Categorie: Pax et Justitia

Algeria, il crocevia dei migranti è controllato dai jihadisti

Gran parte dei sub-sahariani che sbarcano in Europa prosegue il proprio viaggio verso la Germania e i Paesi scandinavi. Ma non i migranti ghanesi, gambiani e soprattutto maliani, quasi 10mila dei quali arrivati in Italia nel 2014.

Loro chiedono protezione perché fuggono dalla guerra civile in un Paese spaccato: islamisti e ribelli tuareg contro il governo di Bamako. Sono i principali fruitori della rotta africana settentrionale che porta alla Libia attraverso l’Algeria. Arrivano da Gao diretti a Tamanrasset, terminal algerino di bande criminali attive nel Sahel. Terroristi e trafficanti di uomini che nell’area, nonostante l’intervento francese e la missione Onu, hanno continuato a contrabbandare armi, droga e merci, stretto accordi con milizie oltre confine e taglieggiato i passeurs.

A Gao i camion vanno a nord con i migranti e tornano con le merci. Chi raggiunge l’Algeria e le coste paga a tappe. Migliaia di dollari per ogni tappa. Le vie per l’Algeria, attraverso il deserto contano su basi segrete e vie non segnate dalle mappe, regno dei Tuareg e dei gruppi centro-africani legati ad Al Qaeda.

Forte è l’influenza del capo del gruppo salafita Mokhtar Belmokhtar, algerino, alleato proprio con il Mujao, Movimento per l’Unità e la Jihad in Africa occidentale.

E l’Algeria è diventata così il grande crocevia per chi raggiunge la Libia che per chi decide di entrare in Europa attraverso le enclavi spagnole in Marocco. Non solo partendo dal Mali, ma anche da Niger, Gambia, Senegal, Ghana, Costa d’Avorio, Nigeria e Siria, attraverso uno scalo aereo dall’Egitto. Il 70% sono siriani e maliani.

«Nell’ultimo anno sono aumentati i migranti vulnerabili, donne vittime di violenza, madri sole con figli, minori non accompagnati – spiega Gino Barsella, delegato del Cir per l’Algeria – e i siriani, il cui aumento è stato influenzato dalle politiche del Marocco, dove subiscono lo stesso trattamento destinato ai sub-sahariani. La società algerina si è trovata per la prima volta ad affrontare il problema dei centri di accoglienza e i programmi di ritorno volontario, ha creato campi di accoglienza dei quali non sappiamo nulla».

L’Algeria è in trasformazione. I ‘clandestini’ non hanno diritti, spesso finiscono in strada, di loro si occupa la Mezzaluna Rossa algerina, braccio umanitario dello Stato, che con la crisi del Mali aveva sospeso i rimpatri e con la guerra in Siria ha accolto i rifugiati con misure speciali.

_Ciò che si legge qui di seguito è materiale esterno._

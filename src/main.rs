//! pod - Main entry point

use std::process::ExitCode;

use clap::Parser;
use log::{debug, info};

use podctl::{run_command, Cli};

#[tokio::main(flavor = "current_thread")]
async fn main() -> ExitCode {
    let cli = Cli::parse();

    env_logger::Builder::from_env(env_logger::Env::default().default_filter_or(&cli.log_level))
        .init();

    info!("Starting pod v{}", env!("CARGO_PKG_VERSION"));
    debug!(
        "CLI args: command={}, pod={:?}, cache_file={}, interval={}, timeout={}, batch={}",
        cli.command.name(),
        cli.pod,
        cli.cache_file.display(),
        cli.interval,
        cli.timeout,
        cli.batch
    );

    match run_command(&cli).await {
        Ok(()) => ExitCode::SUCCESS,
        Err(e) => {
            eprintln!("Error: {}", e);
            ExitCode::from(e.exit_code())
        }
    }
}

Poi è arrivato l’incremento dei flussi dal Niger: i nigerini erano lavoratori stagionali nelle aree del sud algerino, oggi si spingono a nord. Molti hanno trovato rifugio in tendopoli alla periferia di Algeri e Orano, vivono di elemosina, sono arrivati da Zinder, Arlit e Agadez pagando 1.100 euro ai trafficanti. A Tamanrasset, Ouargla e Ghardaia nei cantieri edili cercano lavoro. Circa 3.000 sono stati rimpatriati in dicembre perché irregolari.

Recenti arresti a Tamanrasset hanno portato alla luce il commercio di armi libiche e di migranti nel nord del Mali. Da qui molti raggiungono il Marocco passando per Maghnia, Adrar e Oran. Oppure percorrendo la Mauritania, dalla via che da Dakar raggiunge Rabat e Casablanca. L’Algeria è una frontiera e una barriera per chi si dirige verso il Marocco con passaporti falsi o nascondendosi nei mezzi in transito. Migliaia i siriani, partiti da Haman, che attraverso l’Algeria raggiungono Melilla. Tariffa 7.000 dollari per una famiglia con due figli.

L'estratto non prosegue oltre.